Vor seiner Abreise nach Japan hat der Präsident des Europäischen Rates, Donald Tusk, seine wochenlangen und parallelen Konsultationen um die Spitzen-Dienstpostenbesetzung der EU bereits nach dem <regulären(!)> EU-Gipfel der vergangenen Woche fortgesetzt. Sicherlich nicht, um während des G20-Treffens eine Pause einzulegen. Denn, wenn auch nicht alle, er wird in Osaka auf die entscheidenden Staats- und Regierungschefs der EU treffen und versuchen, sein Ziel, eine Kandidatenliste für die Topjobs in Europa zur <Sonder-> Sitzung des europäischen Rates (am kommenden Sonntag, 30. Juni (ff)) zu etablieren, verfolgen: der Chef der EU-Kommission, der Präsident des EU-Parlaments – beide Dienstposten aufgrund der Entscheidungs- bzw. Mitspracherechte des Parlaments miteinander im Zusammenhang zu sehen –, der Ratspräsident (also seine Nachfolge), die Nachfolge der EU-Chefdiplomatin sowie letztendlich, wenn sich auch hier die Auffassungen über das politische Gewichtes des Amtes scheiden, der Präsident der Europäischen Zentralbank. Zeitdruck besteht dadurch, da das Parlament seine Legislatur am 2. Juli beginnt. Insofern triggert die künftige Besetzung des Parlamentspräsidenten, die, wie EU-Präsident Antonio Tajani anläßlich des Treffens der Staats- und Regierungschefs in der vergangenen Woche betonte, in absoluter Autonomie des Parlamentes erfolgen wird, die Verteilung der Karten im europäischen Machtpoker. Wichtig und heiß umkämpft ist dagegen das Amt des Kommissionspräsidenten. Das dem wählenden Bürger vorgestellte Spitzenkandidaten-Prinzip wurde nach dem Wahltag zur Diskussion gestellt. Paradoxerweise von beiden Seiten, wenn auch unterschiedlich motiviert: aus dem Kreis der Staats- und Regierungschefs, die ihr Vorschlagerecht wahren wollen, gab es Kritik am vordem übereingekommenen Prinzip. Andererseits offenbart das Gebaren des Parlaments, sich nicht auf den Spitzenkandidaten des Wahlsiegers verständigen zu können, dies durch Neukonstellationen gar zu unterlaufen, ebenfalls keine Konsistenz.

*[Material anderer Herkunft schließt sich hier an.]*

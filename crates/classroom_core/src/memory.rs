//! crates/classroom_core/src/memory.rs
//!
//! An in-process implementation of the `DatabaseService` port. Used for local
//! runs without PostgreSQL and as the store behind the test suites.

use crate::domain::{
    AuthIdentity, ClassDay, Color, Credential, Question, Role, SessionWindow,
    UnderstandingEvent, UnderstandingSummary,
};
use crate::ports::{DatabaseService, PortError, PortResult};
use async_trait::async_trait;
use chrono::{DateTime, Utc};
use std::collections::HashMap;
use std::sync::{Mutex, MutexGuard};
use uuid::Uuid;

#[derive(Default)]
struct Tables {
    credentials: HashMap<(String, String), Credential>,
    auth_sessions: HashMap<String, (AuthIdentity, DateTime<Utc>)>,
    windows: HashMap<ClassDay, SessionWindow>,
    summaries: HashMap<(ClassDay, String), UnderstandingSummary>,
    events: Vec<UnderstandingEvent>,
    questions: Vec<Question>,
}

#[derive(Default)]
pub struct InMemoryStore {
    tables: Mutex<Tables>,
}

impl InMemoryStore {
    pub fn new() -> Self {
        Self::default()
    }

    fn tables(&self) -> PortResult<MutexGuard<'_, Tables>> {
        self.tables
            .lock()
            .map_err(|_| PortError::BackendUnavailable("in-memory store lock poisoned".to_string()))
    }
}

#[async_trait]
impl DatabaseService for InMemoryStore {
    async fn get_credential(&self, scope: &str, name: &str) -> PortResult<Option<Credential>> {
        let tables = self.tables()?;
        Ok(tables
            .credentials
            .get(&(scope.to_string(), name.to_string()))
            .cloned())
    }

    async fn insert_credential(&self, credential: &Credential) -> PortResult<()> {
        let mut tables = self.tables()?;
        let key = (credential.scope.clone(), credential.name.clone());
        if tables.credentials.contains_key(&key) {
            return Err(PortError::AlreadyRegistered);
        }
        tables.credentials.insert(key, credential.clone());
        Ok(())
    }

    async fn create_auth_session(
        &self,
        token: &str,
        identity: &AuthIdentity,
        expires_at: DateTime<Utc>,
    ) -> PortResult<()> {
        let mut tables = self.tables()?;
        tables
            .auth_sessions
            .insert(token.to_string(), (identity.clone(), expires_at));
        Ok(())
    }

    async fn validate_auth_session(
        &self,
        token: &str,
        now: DateTime<Utc>,
    ) -> PortResult<AuthIdentity> {
        let tables = self.tables()?;
        match tables.auth_sessions.get(token) {
            Some((identity, expires_at)) if *expires_at > now => Ok(identity.clone()),
            _ => Err(PortError::Unauthorized),
        }
    }

    async fn delete_auth_session(&self, token: &str) -> PortResult<()> {
        self.tables()?.auth_sessions.remove(token);
        Ok(())
    }

    async fn purge_expired_auth_sessions(&self, now: DateTime<Utc>) -> PortResult<u64> {
        let mut tables = self.tables()?;
        let before = tables.auth_sessions.len();
        tables
            .auth_sessions
            .retain(|_, (_, expires_at)| *expires_at > now);
        Ok((before - tables.auth_sessions.len()) as u64)
    }

    async fn get_window(&self, day: &ClassDay) -> PortResult<Option<SessionWindow>> {
        Ok(self.tables()?.windows.get(day).cloned())
    }

    async fn put_window(&self, window: &SessionWindow) -> PortResult<()> {
        self.tables()?
            .windows
            .insert(window.day.clone(), window.clone());
        Ok(())
    }

    async fn record_tap(
        &self,
        day: &ClassDay,
        actor: &str,
        role: Role,
        color: Color,
        at: DateTime<Utc>,
    ) -> PortResult<UnderstandingEvent> {
        let mut tables = self.tables()?;
        let key = (day.clone(), actor.to_string());
        let from_color = tables.summaries.get(&key).map(|s| s.color);
        tables.summaries.insert(
            key,
            UnderstandingSummary {
                day: day.clone(),
                actor: actor.to_string(),
                role,
                color,
                updated_at: at,
            },
        );
        let event = UnderstandingEvent {
            id: Uuid::new_v4(),
            day: day.clone(),
            actor: actor.to_string(),
            role,
            from_color,
            to_color: color,
            created_at: at,
        };
        tables.events.push(event.clone());
        Ok(event)
    }

    async fn list_summaries(&self, day: &ClassDay) -> PortResult<Vec<UnderstandingSummary>> {
        let tables = self.tables()?;
        let mut rows: Vec<UnderstandingSummary> = tables
            .summaries
            .values()
            .filter(|s| &s.day == day)
            .cloned()
            .collect();
        rows.sort_by(|a, b| a.actor.cmp(&b.actor));
        Ok(rows)
    }

    async fn list_understanding_events(
        &self,
        day: &ClassDay,
    ) -> PortResult<Vec<UnderstandingEvent>> {
        let tables = self.tables()?;
        let mut events: Vec<UnderstandingEvent> = tables
            .events
            .iter()
            .filter(|e| &e.day == day)
            .cloned()
            .collect();
        events.sort_by_key(|e| e.created_at);
        Ok(events)
    }

    async fn insert_question(&self, question: &Question) -> PortResult<()> {
        self.tables()?.questions.push(question.clone());
        Ok(())
    }

    async fn get_question(&self, id: Uuid) -> PortResult<Option<Question>> {
        let tables = self.tables()?;
        Ok(tables.questions.iter().find(|q| q.id == id).cloned())
    }

    async fn list_questions(&self, day: &ClassDay) -> PortResult<Vec<Question>> {
        let tables = self.tables()?;
        let mut questions: Vec<Question> = tables
            .questions
            .iter()
            .filter(|q| &q.day == day)
            .cloned()
            .collect();
        questions.sort_by_key(|q| q.created_at);
        Ok(questions)
    }

    async fn update_question_text(
        &self,
        id: Uuid,
        text: &str,
        edited_at: DateTime<Utc>,
    ) -> PortResult<Question> {
        let mut tables = self.tables()?;
        let question = tables
            .questions
            .iter_mut()
            .find(|q| q.id == id)
            .ok_or_else(|| PortError::NotFound(format!("Question {} not found", id)))?;
        question.text = text.to_string();
        question.edited_at = Some(edited_at);
        Ok(question.clone())
    }

    async fn delete_questions(&self, ids: &[Uuid]) -> PortResult<()> {
        self.tables()?.questions.retain(|q| !ids.contains(&q.id));
        Ok(())
    }
}
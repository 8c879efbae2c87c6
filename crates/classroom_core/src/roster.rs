//! crates/classroom_core/src/roster.rs
//!
//! Static course configuration: the course list, who is enrolled, and when each
//! course meets.

use crate::clock::ClockReading;
use chrono::{NaiveDate, Weekday};

/// One weekly meeting slot. `start_minute` is inclusive, `end_minute` exclusive.
#[derive(Debug, Clone, PartialEq, Eq)]
pub struct Meeting {
    pub weekday: Weekday,
    pub start_minute: u16,
    pub end_minute: u16,
}

#[derive(Debug, Clone, Default, PartialEq, Eq)]
pub struct CourseSchedule {
    pub term_start: Option<NaiveDate>,
    pub term_end: Option<NaiveDate>,
    pub meetings: Vec<Meeting>,
}

impl CourseSchedule {
    /// Whether the weekly timetable says the class is meeting at `now`.
    pub fn is_in_session(&self, now: &ClockReading) -> bool {
        let today = now.date_key.date();
        if self.term_start.is_some_and(|start| today < start)
            || self.term_end.is_some_and(|end| today > end)
        {
            return false;
        }
        self.meetings.iter().any(|m| {
            m.weekday == now.weekday
                && now.minute_of_day >= m.start_minute
                && now.minute_of_day < m.end_minute
        })
    }
}

#[derive(Debug, Clone, PartialEq, Eq)]
pub struct Course {
    pub id: String,
    pub label: String,
    /// Full names in "Last, First" form, in display order.
    pub students: Vec<String>,
    pub schedule: CourseSchedule,
}

impl Course {
    pub fn has_student(&self, name: &str) -> bool {
        self.students.iter().any(|s| s == name)
    }
}

#[derive(Debug, Clone, Default, PartialEq, Eq)]
pub struct Roster {
    pub courses: Vec<Course>,
}

impl Roster {
    pub fn new(courses: Vec<Course>) -> Self {
        Self { courses }
    }

    pub fn course(&self, id: &str) -> Option<&Course> {
        self.courses.iter().find(|c| c.id == id)
    }
}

Am Ende geht es um die demokratische Legitimation des Kommissionspräsidenten und um den Einfluss des Parlaments. Final um die Wahrnehmung des Wahlergebnisses. Denn neben der Sitzverteilung in Straßburg bzw. Brüssel (den beiden Parlamentssitzen) hatten die großen Parteien den Wählern versprochen, dass nur ein Spitzenkandidat Kommissionspräsident werden kann. Insofern wird es, losgelöst von dem deutschen Namen, darum gehen, inwieweit der Wahlsieger, die EVP, in der Lage ist, sich aufzustellen. Und gegebenfalls einen alternativen Spitzenkandidaten vorzubringen. Demgegenüber gilt es für den Europäischen Rat, die EVP nicht zu verprellen. Nicht nur, um einen Krieg der Institutionen zu vermeiden. Sondern vielmehr, um den Bürgern ihre Stimme nicht zu berauben.

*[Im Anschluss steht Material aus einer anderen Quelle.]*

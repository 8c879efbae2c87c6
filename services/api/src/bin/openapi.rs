//! services/api/src/bin/openapi.rs
//!
//! This binary generates the OpenAPI 3.0 specification for the REST API
//! and saves it to a file named `openapi.json`.

use api_lib::web::rest::ApiDoc;
use utoipa::OpenApi;

/// Generates the OpenAPI specification and writes it to a file.
fn generate_spec(
    api_doc: utoipa::openapi::OpenApi,
    path: &str,
) -> Result<(), Box<dyn std::error::Error>> {
    let spec_json = api_doc.to_pretty_json()?;
    std::fs::write(path, spec_json)?;
    println!("OpenAPI specification for {} paths written to {}", api_doc.paths.paths.len(), path);
    Ok(())
}

fn main() -> Result<(), Box<dyn std::error::Error>> {
    let path = std::env::args().nth(1).unwrap_or_else(|| "openapi.json".to_string());
    generate_spec(ApiDoc::openapi(), &path)?;
    Ok(())
}
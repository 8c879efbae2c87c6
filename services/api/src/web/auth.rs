//! services/api/src/web/auth.rs
//!
//! Authentication endpoints for PIN registration, login, and logout.

use crate::web::rest::port_error;
use crate::web::state::AppState;
use axum::{
    extract::{Query, State},
    http::{header, HeaderMap, StatusCode},
    response::IntoResponse,
    Extension, Json,
};
use classroom_core::{AuthIdentity, AuthSession};
use serde::{Deserialize, Serialize};
use std::sync::Arc;
use tracing::{error, info};
use utoipa::{IntoParams, ToSchema};

const SESSION_COOKIE: &str = "session";

//=========================================================================================
// Request/Response Types
//=========================================================================================

#[derive(Deserialize, IntoParams)]
#[into_params(parameter_in = Query)]
pub struct RegisteredQuery {
    /// A course id, or `ADMIN` for the instructor.
    pub scope: String,
    pub name: String,
}

#[derive(Serialize, ToSchema)]
pub struct RegisteredResponse {
    pub registered: bool,
}

#[derive(Deserialize, ToSchema)]
pub struct RegisterRequest {
    pub scope: String,
    pub name: String,
    pub pin: String,
    pub pin_confirm: String,
}

#[derive(Deserialize, ToSchema)]
pub struct LoginRequest {
    pub scope: String,
    pub name: String,
    pub pin: String,
}

#[derive(Serialize, ToSchema)]
pub struct IdentityResponse {
    pub scope: String,
    pub name: String,
    /// `student` or `admin`.
    pub role: String,
}

impl From<&AuthIdentity> for IdentityResponse {
    fn from(identity: &AuthIdentity) -> Self {
        Self {
            scope: identity.scope.clone(),
            name: identity.name.clone(),
            role: identity.role.as_str().to_string(),
        }
    }
}

//=========================================================================================
// Cookie Helpers
//=========================================================================================

/// Reads the auth session token out of the `Cookie` header.
pub fn session_token(headers: &HeaderMap) -> Option<&str> {
    headers
        .get(header::COOKIE)
        .and_then(|v| v.to_str().ok())?
        .split(';')
        .find_map(|c| c.trim().strip_prefix("session="))
        .filter(|token| !token.is_empty())
}

fn session_cookie(state: &AppState, session: &AuthSession) -> String {
    format!(
        "{}={}; HttpOnly; Secure; SameSite=Lax; Path=/; Max-Age={}",
        SESSION_COOKIE,
        session.token,
        state.classroom.settings().auth_session_ttl.num_seconds()
    )
}

//=========================================================================================
// Handlers
//=========================================================================================

/// GET /auth/registered - Whether a PIN exists for the name
#[utoipa::path(
    get,
    path = "/auth/registered",
    params(RegisteredQuery),
    responses(
        (status = 200, description = "Registration status", body = RegisteredResponse),
        (status = 404, description = "Unknown course or name not on the roster")
    )
)]
pub async fn registered_handler(
    State(state): State<Arc<AppState>>,
    Query(query): Query<RegisteredQuery>,
) -> Result<impl IntoResponse, (StatusCode, String)> {
    let registered = state
        .classroom
        .is_registered(&query.scope, &query.name)
        .await
        .map_err(port_error)?;
    Ok(Json(RegisteredResponse { registered }))
}

/// POST /auth/register - Create a PIN and log in
#[utoipa::path(
    post,
    path = "/auth/register",
    request_body = RegisterRequest,
    responses(
        (status = 201, description = "PIN created, session cookie set", body = IdentityResponse),
        (status = 400, description = "Malformed or mismatched PIN"),
        (status = 404, description = "Unknown course or name not on the roster"),
        (status = 409, description = "A PIN already exists for this name")
    )
)]
pub async fn register_handler(
    State(state): State<Arc<AppState>>,
    Json(req): Json<RegisterRequest>,
) -> Result<impl IntoResponse, (StatusCode, String)> {
    let session = state
        .classroom
        .register(&req.scope, &req.name, &req.pin, &req.pin_confirm)
        .await
        .map_err(port_error)?;

    let cookie = session_cookie(&state, &session);
    Ok((
        StatusCode::CREATED,
        [(header::SET_COOKIE, cookie)],
        Json(IdentityResponse::from(&session.identity)),
    ))
}

/// POST /auth/login - Log in with an existing PIN
#[utoipa::path(
    post,
    path = "/auth/login",
    request_body = LoginRequest,
    responses(
        (status = 200, description = "Login successful, session cookie set", body = IdentityResponse),
        (status = 400, description = "PIN is not 4 digits"),
        (status = 401, description = "Incorrect PIN"),
        (status = 404, description = "No PIN registered for this name")
    )
)]
pub async fn login_handler(
    State(state): State<Arc<AppState>>,
    Json(req): Json<LoginRequest>,
) -> Result<impl IntoResponse, (StatusCode, String)> {
    let session = state
        .classroom
        .login(&req.scope, &req.name, &req.pin)
        .await
        .map_err(port_error)?;
    info!(scope = %session.identity.scope, name = %session.identity.name, "Logged in");

    let cookie = session_cookie(&state, &session);
    Ok((
        StatusCode::OK,
        [(header::SET_COOKIE, cookie)],
        Json(IdentityResponse::from(&session.identity)),
    ))
}

/// POST /auth/logout - End the session; the stored PIN stays
#[utoipa::path(
    post,
    path = "/auth/logout",
    responses(
        (status = 200, description = "Logout successful"),
        (status = 401, description = "No active session")
    )
)]
pub async fn logout_handler(
    State(state): State<Arc<AppState>>,
    headers: HeaderMap,
) -> Result<impl IntoResponse, (StatusCode, String)> {
    let token = session_token(&headers)
        .ok_or((StatusCode::UNAUTHORIZED, "No session found".to_string()))?;

    state.classroom.logout(token).await.map_err(|e| {
        error!("Failed to delete auth session: {:?}", e);
        (StatusCode::INTERNAL_SERVER_ERROR, "Failed to logout".to_string())
    })?;

    let cookie = format!(
        "{}=; HttpOnly; Secure; SameSite=Lax; Path=/; Max-Age=0",
        SESSION_COOKIE
    );
    Ok((StatusCode::OK, [(header::SET_COOKIE, cookie)]))
}

/// GET /auth/me - The identity behind the current session
#[utoipa::path(
    get,
    path = "/auth/me",
    responses(
        (status = 200, description = "Current identity", body = IdentityResponse),
        (status = 401, description = "Not logged in")
    )
)]
pub async fn me_handler(Extension(identity): Extension<AuthIdentity>) -> Json<IdentityResponse> {
    Json(IdentityResponse::from(&identity))
}
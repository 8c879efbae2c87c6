//! Shared harness: the real router on an ephemeral port, backed by the
//! in-process store and the shipped roster.

#![allow(dead_code)]

use api_lib::adapters::parse_roster;
use api_lib::config::Config;
use api_lib::web::{router, state::AppState};
use classroom_core::{InMemoryStore, SubmissionPolicy};
use reqwest::header::{COOKIE, SET_COOKIE};
use serde_json::{json, Value};
use std::net::SocketAddr;
use std::path::PathBuf;
use std::sync::Arc;

pub const COURSE: &str = "ADV 375-01";
pub const COURSE_PATH: &str = "ADV%20375-01";
pub const OTHER_COURSE: &str = "ADV 461";
pub const PAST_DAY: &str = "2026-02-03";

pub const AVIV: &str = "Aviv, Andie";
pub const CHAN: &str = "Chan, Natalie";

pub struct TestApp {
    pub addr: SocketAddr,
    pub client: reqwest::Client,
}

pub async fn spawn_app(policy: SubmissionPolicy) -> TestApp {
    spawn_app_with(|config| config.submission_policy = policy).await
}

/// Like `spawn_app`, with a chance to adjust the config first.
pub async fn spawn_app_with(configure: impl FnOnce(&mut Config)) -> TestApp {
    let mut config = Config {
        bind_address: "127.0.0.1:0".parse().unwrap(),
        database_url: "memory".to_string(),
        log_level: tracing::Level::WARN,
        app_id: "classroom-pulse-test".to_string(),
        reference_tz: chrono_tz::America::Los_Angeles,
        roster_path: PathBuf::from("roster.json"),
        submission_policy: SubmissionPolicy::Anytime,
        instructor_label: "Professor".to_string(),
        question_max_chars: 1200,
        auth_session_days: 30,
        admin_static_pin: None,
        cors_origin: "http://localhost:3000".to_string(),
    };
    configure(&mut config);
    let roster = parse_roster(include_str!("../../roster.json")).unwrap();
    let state = Arc::new(AppState::from_config(
        Arc::new(config),
        Arc::new(InMemoryStore::new()),
        roster,
    ));
    let app = router(state).unwrap();

    let listener = tokio::net::TcpListener::bind("127.0.0.1:0").await.unwrap();
    let addr = listener.local_addr().unwrap();
    tokio::spawn(async move {
        axum::serve(listener, app).await.unwrap();
    });

    TestApp {
        addr,
        client: reqwest::Client::new(),
    }
}

impl TestApp {
    pub fn url(&self, path: &str) -> String {
        format!("http://{}{}", self.addr, path)
    }

    pub fn day_url(&self, course_path: &str, date: &str, tail: &str) -> String {
        self.url(&format!("/courses/{}/days/{}/{}", course_path, date, tail))
    }

    /// Registers a PIN and returns the `session=...` cookie pair.
    pub async fn register(&self, scope: &str, name: &str, pin: &str) -> String {
        let resp = self
            .client
            .post(self.url("/auth/register"))
            .json(&json!({ "scope": scope, "name": name, "pin": pin, "pin_confirm": pin }))
            .send()
            .await
            .unwrap();
        assert_eq!(resp.status(), 201, "register {} failed", name);
        session_cookie(&resp)
    }

    pub async fn register_admin(&self) -> String {
        self.register("ADMIN", "Administrator", "9999").await
    }

    pub async fn get(&self, url: &str, cookie: &str) -> reqwest::Response {
        self.client
            .get(url)
            .header(COOKIE, cookie)
            .send()
            .await
            .unwrap()
    }

    pub async fn get_json(&self, url: &str, cookie: &str) -> Value {
        let resp = self.get(url, cookie).await;
        assert_eq!(resp.status(), 200, "GET {}", url);
        resp.json().await.unwrap()
    }

    pub async fn post(&self, url: &str, cookie: &str, body: Value) -> reqwest::Response {
        self.client
            .post(url)
            .header(COOKIE, cookie)
            .json(&body)
            .send()
            .await
            .unwrap()
    }

    pub async fn put(&self, url: &str, cookie: &str, body: Value) -> reqwest::Response {
        self.client
            .put(url)
            .header(COOKIE, cookie)
            .json(&body)
            .send()
            .await
            .unwrap()
    }

    pub async fn delete(&self, url: &str, cookie: &str) -> reqwest::Response {
        self.client
            .delete(url)
            .header(COOKIE, cookie)
            .send()
            .await
            .unwrap()
    }
}

pub fn session_cookie(resp: &reqwest::Response) -> String {
    let header = resp
        .headers()
        .get(SET_COOKIE)
        .expect("response sets a cookie")
        .to_str()
        .unwrap();
    header.split(';').next().unwrap().to_string()
}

Osaka gibt dem Ratspräsidenten Donald Tusk, der ein Ergebnis erzielen möchte, eine weitere Möglichkeit, ein Ergebnis vorzubereiten. Mit den Fraktionsvorsitzenden trifft er vor  Beginn des Sondergipfels am Sonntag <erneut> zusammen. Vorsorglich hat er das Programm für den 30. Juni so fassen lassen: „Bei Bedarf kann das Treffen am 1. Juli 2019 mit einem Frühstück fortgesetzt werden“.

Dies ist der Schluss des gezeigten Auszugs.